The title of this report of my findings sounds like an advertisement for the latest chiropractic marketing program to get new patients. It is actually the experience of Renee Haberl, DC, the president of the Arizona Association of Chiropractic:
The foundation's press release1 was designed to make doctors of chiropractic aware of one of the more exciting studies to be published recently in the Journal of Manipulative and Physiological Therapeutics. As you may remember, the punchline (conclusion) of this study spoke loudly about the efficacy of chiropractic care for patients suffering with sciatica:
"Sixty percent of patients with sciatica who had failed other medical management benefited from spinal manipulation to the same degree as if they underwent surgical intervention."2
The JMPT study was co-authored by one doctor of chiropractic and two neurosurgeons. Here are the take-home points:
- "[M]ore than 200,000 microdiskectomies are performed annually in the United States, at a direct cost of $5 billion or $25,000 per procedure."

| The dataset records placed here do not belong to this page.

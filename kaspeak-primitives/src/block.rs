use kaspeak_crypto::hash::Hash;
use serde::{Deserialize, Serialize};

/// Metadata of the confirmed block a message arrived in.
#[derive(Clone, Copy, Debug, PartialEq, Eq, Serialize, Deserialize)]
#[serde(rename_all = "camelCase")]
pub struct BlockMeta {
    pub hash: Hash<32>,
    pub timestamp: u64,
    pub daa_score: u64,
}

impl BlockMeta {
    pub fn new(hash: Hash<32>, timestamp: u64, daa_score: u64) -> Self {
        Self {
            hash,
            timestamp,
            daa_score,
        }
    }
}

- "[C]onsenting participants were chosen randomly to receive either an average of 21 chiropractic sessions over a year or a single microdiskectomy."
- "If cost is assumed at $100 per chiropractic visit, there is a direct, total savings of $22,900 per manipulation patient. System-wide, this could save $2.75 billion dollars annually."
- "Our research supports spinal manipulation performed by a doctor of chiropractic is a valuable and safe treatment option for those experiencing symptomatic LDH [lumbar disk herniation], failing traditional medical management."
This is what Dr. Haberl was armed with for her discussion with her local medical doctor. The study demonstrated some very important truths about chiropractic care:
- Chiropractic is a "valuable and safe option" for lumbar disk herniation.
- Seeing a patient 21 times is not unreasonable or excessive.
- Even with 21 visits, chiropractic care is extremely inexpensive, particularly when compared to the costs of medical treatment (not to mention the potential risks).
From a scientific standpoint, Dr. Haberl's results from sharing this research with one local medical doctor (five new patients in four days) are not necessarily generalizable. To find out the actual benefits over time with some certainty, we would want thousands of DCs to approach hundreds of medical doctors across the country. These doctors would need to keep track of their new-patient referrals for at least a year.
Once we gathered that data, we could ascertain the value of this research in terms of new patients. We would then know, on average, what every DC could expect if they shared this information with 10-20 MDs in their community. You could participate in such a study - but my guess is that if you did share this research with 10-20 local MDs, you might find yourself too busy to gather the data.
Please review the press release and study that brought Dr. Haberl five new patients at: www.f4cp.org/pr/2011/spinal-manipulation-study.pdf and www.jmptonline.org/article/S0161-4754(10)00211-3/abstract, respectively. Then you too can see just how many new-patient referrals you can enjoy just by sharing this research with your local MDs.
- "Spinal Manipulation Proves Equally Beneficial as Surgery in Sciatica." Press release from the Foundation for Chiropractic Progress, April 10, 2011.
- McMorland G, Suter E, Casha S, du Plessis SJ, Hurlbert RJ. Manipulation or microdiskectomy for sciatica? A prospective randomized clinical study. JMPT, October 2010;33(8):576-84.